Caitlin Elizabeth Marnell (born September 10, 1982) is an American writer and media commentator based in New York City. She was a beauty editor at Lucky and XoJane, wrote a column for Vice, and has also written for Self, Nylon, and Glamour. She is the author of the New York Times bestselling memoir How to Murder Your Life, which was published in 2017.

==Early life and education==
Marnell was born on September 10, 1982, in Washington, D.C. She was named after Caitlin Thomas. Her mother is a licensed clinical social worker and her father is a psychiatrist. At 15, Marnell began attending Lawrence Academy in Groton, Massachusetts. She was a strong student academically, but at 17 was expelled weeks before graduation. She finished high school at Emerson Preparatory School in Northwest Washington, D.C.
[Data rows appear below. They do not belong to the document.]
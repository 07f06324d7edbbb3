use std::time::Duration;

const MAX_ERROR_CHARS: usize = 1_024;

#[derive(Debug, Clone, Copy, PartialEq, Eq)]
pub struct RetryPolicy {
	pub max_attempts: u32,
	pub base_backoff_ms: u64,
	pub max_backoff_ms: u64,
}
impl RetryPolicy {
	pub fn from_config(cfg: &quill_config::Queue) -> Self {
		Self {
			max_attempts: cfg.max_attempts,
			base_backoff_ms: cfg.base_backoff_ms,
			max_backoff_ms: cfg.max_backoff_ms,
		}
	}

	/// `base * 2^(attempt - 1)`, capped at the maximum.
	pub fn backoff_for_attempt(&self, attempt: u32) -> Duration {
		let exp = attempt.max(1).saturating_sub(1).min(16);
		let base = self.base_backoff_ms.saturating_mul(1_u64 << exp);

		Duration::from_millis(base.min(self.max_backoff_ms))
	}

	pub fn is_exhausted(&self, attempts: u32) -> bool {
		attempts >= self.max_attempts
	}
}

/// Redacts credentials and bounds the length of error text stored with a message.
pub fn sanitize_error(text: &str) -> String {
	let mut parts = Vec::new();
	let mut redact_next = false;

	for raw in text.split_whitespace() {
		let mut word = raw.to_string();

		if redact_next {
			word = "[REDACTED]".to_string();
			redact_next = false;
		}
		if raw.eq_ignore_ascii_case("bearer") {
			redact_next = true;
		}

		let lowered = raw.to_ascii_lowercase();

		for key in ["api_key", "apikey", "password", "secret", "token"] {
			if lowered.contains(key) && (lowered.contains('=') || lowered.contains(':')) {
				let sep = if raw.contains('=') { '=' } else { ':' };
				let prefix = raw.split(sep).next().unwrap_or(raw);

				word = format!("{prefix}{sep}[REDACTED]");

				break;
			}
		}

		parts.push(word);
	}

	let mut out = parts.join(" ");

	if out.chars().count() > MAX_ERROR_CHARS {
		out = out.chars().take(MAX_ERROR_CHARS).collect();
		out.push_str("...");
	}

	out
}

#[cfg(test)]
mod tests {
	use super::*;

	fn policy() -> RetryPolicy {
		RetryPolicy { max_attempts: 3, base_backoff_ms: 500, max_backoff_ms: 30_000 }
	}

	#[test]
	fn backoff_doubles_and_caps() {
		let policy = policy();

		assert_eq!(policy.backoff_for_attempt(0), Duration::from_millis(500));
		assert_eq!(policy.backoff_for_attempt(1), Duration::from_millis(500));
		assert_eq!(policy.backoff_for_attempt(2), Duration::from_millis(1_000));
		assert_eq!(policy.backoff_for_attempt(4), Duration::from_millis(4_000));
		assert_eq!(policy.backoff_for_attempt(12), Duration::from_millis(30_000));
		assert_eq!(policy.backoff_for_attempt(u32::MAX), Duration::from_millis(30_000));
	}

	#[test]
	fn exhaustion_starts_at_max_attempts() {
		let policy = policy();

		assert!(!policy.is_exhausted(2));
		assert!(policy.is_exhausted(3));
	}

	#[test]
	fn sanitize_redacts_credentials() {
		let out = sanitize_error("request failed: Bearer abc123 api_key=xyz password:hunter2");

		assert!(!out.contains("abc123"));
		assert!(!out.contains("xyz"));
		assert!(!out.contains("hunter2"));
		assert!(out.contains("api_key=[REDACTED]"));
		assert!(out.contains("password:[REDACTED]"));
	}

	#[test]
	fn sanitize_truncates_long_text() {
		let out = sanitize_error(&"x".repeat(2_000));

		assert_eq!(out.chars().count(), MAX_ERROR_CHARS + 3);
		assert!(out.ends_with("..."));
	}
}
use std::future::IntoFuture;

use axum::{Json, Router, http::StatusCode, response::IntoResponse, routing};
use reqwest::header::AUTHORIZATION;
use serde_json::{Map, Value};
use tokio::{net::TcpListener, sync::oneshot};

use quill_config::{EmbeddingProviderConfig, LlmProviderConfig};
use quill_providers::{
	EmbeddingClient, Error, GenerationClient, HttpEmbeddingClient, HttpGenerationClient,
};

async fn start_server(app: Router) -> (String, oneshot::Sender<()>) {
	let listener = TcpListener::bind("127.0.0.1:0").await.expect("Failed to bind test server.");
	let addr = listener.local_addr().expect("Failed to read test server address.");
	let (tx, rx) = oneshot::channel();
	let server = axum::serve(listener, app).with_graceful_shutdown(async move {
		let _ = rx.await;
	});

	tokio::spawn(async move {
		let _ = server.into_future().await;
	});

	(format!("http://{addr}"), tx)
}

fn embedding_config(api_base: String, api_key: Option<&str>) -> EmbeddingProviderConfig {
	EmbeddingProviderConfig {
		provider_id: "test".to_string(),
		api_base,
		api_key: api_key.map(str::to_string),
		path: "/embeddings".to_string(),
		model: "embed".to_string(),
		dimensions: 3,
		timeout_ms: 2_000,
		default_headers: Map::new(),
	}
}

fn generation_config(api_base: String) -> LlmProviderConfig {
	LlmProviderConfig {
		provider_id: "test".to_string(),
		api_base,
		api_key: None,
		path: "/chat".to_string(),
		model: "chat".to_string(),
		temperature: 0.0,
		timeout_ms: 2_000,
		default_headers: Map::new(),
	}
}

async fn embed_handler(Json(payload): Json<Value>) -> impl IntoResponse {
	let inputs = payload.get("input").and_then(Value::as_array).cloned().unwrap_or_default();
	let data: Vec<Value> = inputs
		.iter()
		.enumerate()
		.map(|(index, _)| serde_json::json!({ "index": index, "embedding": [0.25, 0.5, 1.0] }))
		.collect();

	Json(serde_json::json!({ "data": data }))
}

async fn chat_handler(Json(payload): Json<Value>) -> impl IntoResponse {
	let prompt = payload
		.pointer("/messages/0/content")
		.and_then(Value::as_str)
		.unwrap_or_default()
		.to_string();

	Json(serde_json::json!({
		"choices": [{ "message": { "role": "assistant", "content": format!("echo: {prompt}") } }]
	}))
}

#[test]
fn builds_bearer_auth_header() {
	let headers = quill_providers::auth_headers(Some("secret"), &Map::new())
		.expect("Failed to build headers.");
	let value = headers.get(AUTHORIZATION).expect("Missing authorization header.");

	assert_eq!(value, "Bearer secret");
}

#[test]
fn omits_auth_header_without_key() {
	let headers = quill_providers::auth_headers(None, &Map::new()).expect("Failed to build headers.");

	assert!(headers.get(AUTHORIZATION).is_none());
}

#[test]
fn rejects_non_string_default_headers() {
	let mut extra = Map::new();

	extra.insert("x-retries".to_string(), Value::from(3));

	assert!(matches!(
		quill_providers::auth_headers(None, &extra),
		Err(Error::InvalidConfig { .. })
	));
}

#[tokio::test]
async fn embeds_through_http_endpoint() {
	let (base, shutdown) =
		start_server(Router::new().route("/embeddings", routing::post(embed_handler))).await;
	let client = HttpEmbeddingClient::new(embedding_config(base, Some("key")))
		.expect("Failed to build embedding client.");
	let vector = client.embed("Paris in June").await.expect("Embedding request failed.");

	assert_eq!(vector, vec![0.25, 0.5, 1.0]);

	let _ = shutdown.send(());
}

#[tokio::test]
async fn unauthorized_maps_to_invalid_credentials() {
	let app = Router::new()
		.route("/embeddings", routing::post(|| async { StatusCode::UNAUTHORIZED.into_response() }));
	let (base, shutdown) = start_server(app).await;
	let client = HttpEmbeddingClient::new(embedding_config(base, Some("wrong")))
		.expect("Failed to build embedding client.");
	let err = client.embed("text").await.expect_err("Expected unauthorized error.");

	assert!(matches!(err, Error::InvalidCredentials { status: 401, .. }));
	assert!(!err.is_transient());

	let _ = shutdown.send(());
}

#[tokio::test]
async fn server_error_maps_to_model_unavailable() {
	let app = Router::new().route(
		"/embeddings",
		routing::post(|| async { StatusCode::SERVICE_UNAVAILABLE.into_response() }),
	);
	let (base, shutdown) = start_server(app).await;
	let client = HttpEmbeddingClient::new(embedding_config(base, None))
		.expect("Failed to build embedding client.");
	let err = client.embed("text").await.expect_err("Expected unavailable error.");

	assert!(matches!(err, Error::ModelUnavailable { .. }));
	assert!(err.is_transient());

	let _ = shutdown.send(());
}

#[tokio::test]
async fn generates_single_turn_answer() {
	let (base, shutdown) =
		start_server(Router::new().route("/chat", routing::post(chat_handler))).await;
	let client = HttpGenerationClient::new(generation_config(base))
		.expect("Failed to build generation client.");
	let answer = client.generate("Where in June?").await.expect("Generation request failed.");

	assert_eq!(answer, "echo: Where in June?");

	let _ = shutdown.send(());
}
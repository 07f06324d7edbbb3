use quill_config::VectorMetric;

/// pgvector distance operator for the metric.
pub fn pg_operator(metric: VectorMetric) -> &'static str {
	match metric {
		VectorMetric::L2 => "<->",
		VectorMetric::Cosine => "<=>",
	}
}

/// Same distance pgvector computes for [`pg_operator`].
pub fn distance(metric: VectorMetric, a: &[f32], b: &[f32]) -> f32 {
	match metric {
		VectorMetric::L2 => l2(a, b),
		VectorMetric::Cosine => cosine(a, b),
	}
}

fn l2(a: &[f32], b: &[f32]) -> f32 {
	a.iter().zip(b).map(|(x, y)| (x - y) * (x - y)).sum::<f32>().sqrt()
}

fn cosine(a: &[f32], b: &[f32]) -> f32 {
	let mut dot = 0.0_f32;
	let mut norm_a = 0.0_f32;
	let mut norm_b = 0.0_f32;

	for (x, y) in a.iter().zip(b) {
		dot += x * y;
		norm_a += x * x;
		norm_b += y * y;
	}

	// pgvector yields NaN for a zero vector, and NaN sorts after every number.
	if norm_a == 0.0 || norm_b == 0.0 {
		return f32::NAN;
	}

	1.0 - dot / (norm_a.sqrt() * norm_b.sqrt())
}

#[cfg(test)]
mod tests {
	use super::*;

	#[test]
	fn l2_distance_matches_hand_computation() {
		let d = distance(VectorMetric::L2, &[0.0, 0.0], &[3.0, 4.0]);

		assert!((d - 5.0).abs() < 1e-6);
	}

	#[test]
	fn cosine_distance_of_parallel_vectors_is_zero() {
		let d = distance(VectorMetric::Cosine, &[1.0, 2.0], &[2.0, 4.0]);

		assert!(d.abs() < 1e-6);
	}

	#[test]
	fn cosine_distance_of_zero_vector_is_nan() {
		assert!(distance(VectorMetric::Cosine, &[0.0, 0.0], &[1.0, 0.0]).is_nan());
		assert!(distance(VectorMetric::Cosine, &[1.0, 0.0], &[0.0, 0.0]).is_nan());
	}

	#[test]
	fn operators_follow_metric() {
		assert_eq!(pg_operator(VectorMetric::L2), "<->");
		assert_eq!(pg_operator(VectorMetric::Cosine), "<=>");
	}
}
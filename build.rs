use vergen_gitcl::{CargoBuilder, Emitter, GitclBuilder};

fn main() -> Result<(), Box<dyn std::error::Error>> {
	let cargo = CargoBuilder::default().target_triple(true).build()?;
	let gitcl = GitclBuilder::default().sha(true).build()?;

	Emitter::default().add_instructions(&cargo)?.add_instructions(&gitcl)?.emit()?;

	Ok(())
}
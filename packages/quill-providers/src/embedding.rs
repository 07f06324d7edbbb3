use reqwest::Client;
use serde_json::Value;

use crate::{BoxFuture, EmbeddingClient, Error, Result};
use quill_config::EmbeddingProviderConfig;

/// OpenAI-compatible embeddings endpoint.
pub struct HttpEmbeddingClient {
	cfg: EmbeddingProviderConfig,
	client: Client,
}
impl HttpEmbeddingClient {
	pub fn new(cfg: EmbeddingProviderConfig) -> Result<Self> {
		let client = crate::build_client(cfg.timeout_ms)?;

		Ok(Self { cfg, client })
	}

	pub async fn embed_batch(&self, texts: &[String]) -> Result<Vec<Vec<f32>>> {
		let url = format!("{}{}", self.cfg.api_base, self.cfg.path);
		let body = serde_json::json!({
			"model": self.cfg.model,
			"input": texts,
			"dimensions": self.cfg.dimensions,
		});
		let headers = crate::auth_headers(self.cfg.api_key.as_deref(), &self.cfg.default_headers)?;
		let json =
			crate::post_json(&self.client, &self.cfg.provider_id, &url, headers, &body).await?;
		let vectors = parse_embedding_response(json)?;

		if vectors.len() != texts.len() {
			return Err(Error::InvalidResponse {
				message: format!(
					"Embedding provider returned {} vectors for {} inputs.",
					vectors.len(),
					texts.len()
				),
			});
		}

		Ok(vectors)
	}
}
impl EmbeddingClient for HttpEmbeddingClient {
	fn embed<'a>(&'a self, text: &'a str) -> BoxFuture<'a, Result<Vec<f32>>> {
		Box::pin(async move {
			let vectors = self.embed_batch(std::slice::from_ref(&text.to_string())).await?;

			vectors.into_iter().next().ok_or_else(|| Error::InvalidResponse {
				message: "Embedding provider returned no vectors.".to_string(),
			})
		})
	}
}

fn parse_embedding_response(json: Value) -> Result<Vec<Vec<f32>>> {
	let data = json.get("data").and_then(|v| v.as_array()).ok_or_else(|| Error::InvalidResponse {
		message: "Embedding response is missing data array.".to_string(),
	})?;
	let mut indexed: Vec<(usize, Vec<f32>)> = Vec::with_capacity(data.len());

	for (fallback_index, item) in data.iter().enumerate() {
		let index = item
			.get("index")
			.and_then(|v| v.as_u64())
			.map(|v| v as usize)
			.unwrap_or(fallback_index);
		let embedding = item.get("embedding").and_then(|v| v.as_array()).ok_or_else(|| {
			Error::InvalidResponse { message: "Embedding item missing embedding array.".to_string() }
		})?;
		let mut vec = Vec::with_capacity(embedding.len());

		for value in embedding {
			let number = value.as_f64().ok_or_else(|| Error::InvalidResponse {
				message: "Embedding value must be numeric.".to_string(),
			})?;

			vec.push(number as f32);
		}

		indexed.push((index, vec));
	}

	indexed.sort_by_key(|(index, _)| *index);

	Ok(indexed.into_iter().map(|(_, vec)| vec).collect())
}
She then attended The New School in Greenwich Village, where she studied nonfiction writing.

==Career==
===Lucky===
While attending The New School, Marnell interned at beauty magazines, eventually earning the title of beauty assistant at Lucky in 2007. She attended rehab in Connecticut for a month, and when she returned she was promoted to associate beauty editor. She worked at Lucky for two and a half years before quitting after failed attempts at sobriety. After overdosing on Xanax and Ambien in her apartment and spending two weeks at Bellevue in 2011, she said she "vowed never, ever to lie to a job again: they could take me or leave me with my drug stuff."

===XoJane===
Shortly after being released, she was hired by Jane Pratt to become beauty and health director of XoJane. Her writing was "shrouded in irreverent yet deeply personal anecdotes" with frequent references to her drug use, hospitalizations, and mental illnesses. She first received widespread attention when she wrote about using emergency contraception as her primary birth control, which spread through Twitter. Her position was controversial – Anna David at The Fix wrote that Marnell "wins applause for her bravery" in speaking openly about drug use, while Hamilton Nolan at Gawker described her as a "dust-smoking suicidal narcissist downtown swinger beauty columnist".

===Vice===
Just days after her open letter, Marnell was hired by Vice for a column called "Amphetamine Logic". Described as darker than her previous work, it focused around Marnell's drug use and day-to-day life. In November, she went to rehab in Thailand on assignment for Vice but did not write anything. When she returned, she began taking drugs again and wrote final goodbye columns for Vice in September 2012 and January 2013. Altogether, she wrote 11 articles in the series.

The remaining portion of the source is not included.